What the task requires:
Using the data that follows, return exactly the lines from the one that contains "content = crate::markdown_to_html(markdown).map_err(|source_err|" through the one that contains "let dest = dest_dir.join(entry.name());", ends included.

Entries supplied section start

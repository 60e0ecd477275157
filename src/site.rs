//! Static site generation on top of the markdown converter.
//!
//! A site build copies the static directory into the output directory and
//! then renders every markdown file under the content directory to an HTML
//! page at the mirrored path, using a single page template.

use std::ffi::OsStr;
use std::fs;
use std::path::{Path, PathBuf};

use tracing::{info, warn};

use crate::config::Config;
use crate::error::SiteError;

const TITLE_PLACEHOLDER: &str = "{{ Title }}";
const CONTENT_PLACEHOLDER: &str = "{{ Content }}";

/// Counts reported by [`build_site`].
#[derive(Debug, Clone, Copy, Default, PartialEq, Eq)]
pub struct BuildSummary {
    pub files_copied: usize,
    pub pages_generated: usize,
}

/// Text of the first `# ` heading line, trimmed.
pub fn extract_title(markdown: &str) -> Option<&str> {
    markdown
        .lines()
        .find_map(|line| line.strip_prefix("# "))
        .map(str::trim)
}

/// Render one page: fill the template and apply the base path.
///
/// `source` only names the document in errors.
pub fn render_page(
    source: &Path,
    markdown: &str,
    template: &str,
    base_path: &str,
) -> Result<String, SiteError> {
    let title = extract_title(markdown).ok_or_else(|| SiteError::MissingTitle {
        path: source.to_path_buf(),
    })?;
    let content = crate::markdown_to_html(markdown).map_err(|source_err| SiteError::Convert {
        path: source.to_path_buf(),
        source: source_err,
    })?;

    let page = template
        .replace(TITLE_PLACEHOLDER, title)
        .replace(CONTENT_PLACEHOLDER, &content);
    Ok(apply_base_path(&page, base_path))
}

/// Point root-relative `href` and `src` attributes at `base_path`.
pub fn apply_base_path(html: &str, base_path: &str) -> String {
    if base_path == "/" {
        return html.to_string();
    }
    html.replace("href=\"/", &format!("href=\"{base_path}"))
        .replace("src=\"/", &format!("src=\"{base_path}"))
}

/// Render `from` with the template at `template_path` and write it to `dest`.
pub fn generate_page(
    from: &Path,
    template_path: &Path,
    dest: &Path,
    base_path: &str,
) -> Result<(), SiteError> {
    info!(
        "Generating page from {} to {} using {}",
        from.display(),
        dest.display(),
        template_path.display()
    );

    let markdown = fs::read_to_string(from).map_err(|e| SiteError::io(from, e))?;
    let template = fs::read_to_string(template_path).map_err(|e| SiteError::io(template_path, e))?;
    let page = render_page(from, &markdown, &template, base_path)?;

    if let Some(parent) = dest.parent() {
        fs::create_dir_all(parent).map_err(|e| SiteError::io(parent, e))?;
    }
    fs::write(dest, page).map_err(|e| SiteError::io(dest, e))
}

/// Generate an `.html` page for every `.md` file under `content_dir`.
///
/// Returns the number of pages written.
pub fn generate_pages_recursive(
    content_dir: &Path,
    template_path: &Path,
    dest_dir: &Path,
    base_path: &str,
) -> Result<usize, SiteError> {
    let mut generated = 0;

    for entry in sorted_entries(content_dir)? {
        let dest = dest_dir.join(entry.name());

        match entry.kind {
            EntryKind::Dir => {
                generated +=
                    generate_pages_recursive(&entry.path, template_path, &dest, base_path)?;
            }
            EntryKind::File if entry.path.extension().is_some_and(|ext| ext == "md") => {
                let page = dest.with_extension("html");
                generate_page(&entry.path, template_path, &page, base_path)?;
                generated += 1;
            }
            EntryKind::File => {}
            EntryKind::DirLink => {
                warn!("Skipping symlinked directory: {}", entry.path.display());
            }
        }
    }

    Ok(generated)
}

/// Replace `dest` with a copy of `src`.
///
/// Returns the number of files copied. A missing `src` leaves an empty `dest`.
pub fn copy_static(src: &Path, dest: &Path) -> Result<usize, SiteError> {
    if dest.exists() && !dest.is_dir() {
        return Err(SiteError::NotADirectory {
            path: dest.to_path_buf(),
        });
    }
    if dest.exists() {
        info!("Cleaning destination directory: {}", dest.display());
        fs::remove_dir_all(dest).map_err(|e| SiteError::io(dest, e))?;
    }
    fs::create_dir_all(dest).map_err(|e| SiteError::io(dest, e))?;

    if !src.is_dir() {
        warn!("Source directory does not exist: {}", src.display());
        return Ok(0);
    }
    copy_dir_contents(src, dest)
}

fn copy_dir_contents(src: &Path, dest: &Path) -> Result<usize, SiteError> {
    let mut copied = 0;

    for entry in sorted_entries(src)? {
        let target = dest.join(entry.name());

        match entry.kind {
            EntryKind::Dir => {
                info!("Creating directory: {}", target.display());
                fs::create_dir(&target).map_err(|e| SiteError::io(&target, e))?;
                copied += copy_dir_contents(&entry.path, &target)?;
            }
            EntryKind::File => {
                info!("Copying file: {} -> {}", entry.path.display(), target.display());
                fs::copy(&entry.path, &target).map_err(|e| SiteError::io(&entry.path, e))?;
                copied += 1;
            }
            EntryKind::DirLink => {
                warn!("Skipping symlinked directory: {}", entry.path.display());
            }
        }
    }

    Ok(copied)
}

#[derive(Debug, Clone, Copy, PartialEq, Eq)]
enum EntryKind {
    File,
    Dir,
    /// Symlink resolving to a directory. Never descended into, so link
    /// cycles cannot recurse forever.
    DirLink,
}

struct Entry {
    path: PathBuf,
    kind: EntryKind,
}

impl Entry {
    fn name(&self) -> &OsStr {
        self.path.file_name().unwrap_or_default()
    }
}

/// Directory entries sorted by path so builds are deterministic.
fn sorted_entries(dir: &Path) -> Result<Vec<Entry>, SiteError> {
    let mut entries = Vec::new();

    for entry in fs::read_dir(dir).map_err(|e| SiteError::io(dir, e))? {
        let entry = entry.map_err(|e| SiteError::io(dir, e))?;
        let path = entry.path();
        // `DirEntry::file_type` does not follow symlinks.
        let file_type = entry.file_type().map_err(|e| SiteError::io(&path, e))?;
        let kind = if file_type.is_dir() {
            EntryKind::Dir
        } else if file_type.is_symlink() && path.is_dir() {
            EntryKind::DirLink
        } else {
            EntryKind::File
        };
        entries.push(Entry { path, kind });
    }

    entries.sort_by(|a, b| a.path.cmp(&b.path));
    Ok(entries)
}

/// Copy static assets, then generate all content pages.
pub fn build_site(config: &Config) -> Result<BuildSummary, SiteError> {
    let files_copied = copy_static(&config.static_dir, &config.output_dir)?;
    let pages_generated = generate_pages_recursive(
        &config.content_dir,
        &config.template,
        &config.output_dir,
        &config.base_path,
    )?;

    info!(files_copied, pages_generated, "Site build complete");
    Ok(BuildSummary {
        files_copied,
        pages_generated,
    })
}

Entries supplied section end

Expected answer:
    let content = crate::markdown_to_html(markdown).map_err(|source_err| SiteError::Convert {
        path: source.to_path_buf(),
        source: source_err,
    })?;

    let page = template
        .replace(TITLE_PLACEHOLDER, title)
        .replace(CONTENT_PLACEHOLDER, &content);
    Ok(apply_base_path(&page, base_path))
}

/// Point root-relative `href` and `src` attributes at `base_path`.
pub fn apply_base_path(html: &str, base_path: &str) -> String {
    if base_path == "/" {
        return html.to_string();
    }
    html.replace("href=\"/", &format!("href=\"{base_path}"))
        .replace("src=\"/", &format!("src=\"{base_path}"))
}

/// Render `from` with the template at `template_path` and write it to `dest`.
pub fn generate_page(
    from: &Path,
    template_path: &Path,
    dest: &Path,
    base_path: &str,
) -> Result<(), SiteError> {
    info!(
        "Generating page from {} to {} using {}",
        from.display(),
        dest.display(),
        template_path.display()
    );

    let markdown = fs::read_to_string(from).map_err(|e| SiteError::io(from, e))?;
    let template = fs::read_to_string(template_path).map_err(|e| SiteError::io(template_path, e))?;
    let page = render_page(from, &markdown, &template, base_path)?;

    if let Some(parent) = dest.parent() {
        fs::create_dir_all(parent).map_err(|e| SiteError::io(parent, e))?;
    }
    fs::write(dest, page).map_err(|e| SiteError::io(dest, e))
}

/// Generate an `.html` page for every `.md` file under `content_dir`.
///
/// Returns the number of pages written.
pub fn generate_pages_recursive(
    content_dir: &Path,
    template_path: &Path,
    dest_dir: &Path,
    base_path: &str,
) -> Result<usize, SiteError> {
    let mut generated = 0;

    for entry in sorted_entries(content_dir)? {
        let dest = dest_dir.join(entry.name());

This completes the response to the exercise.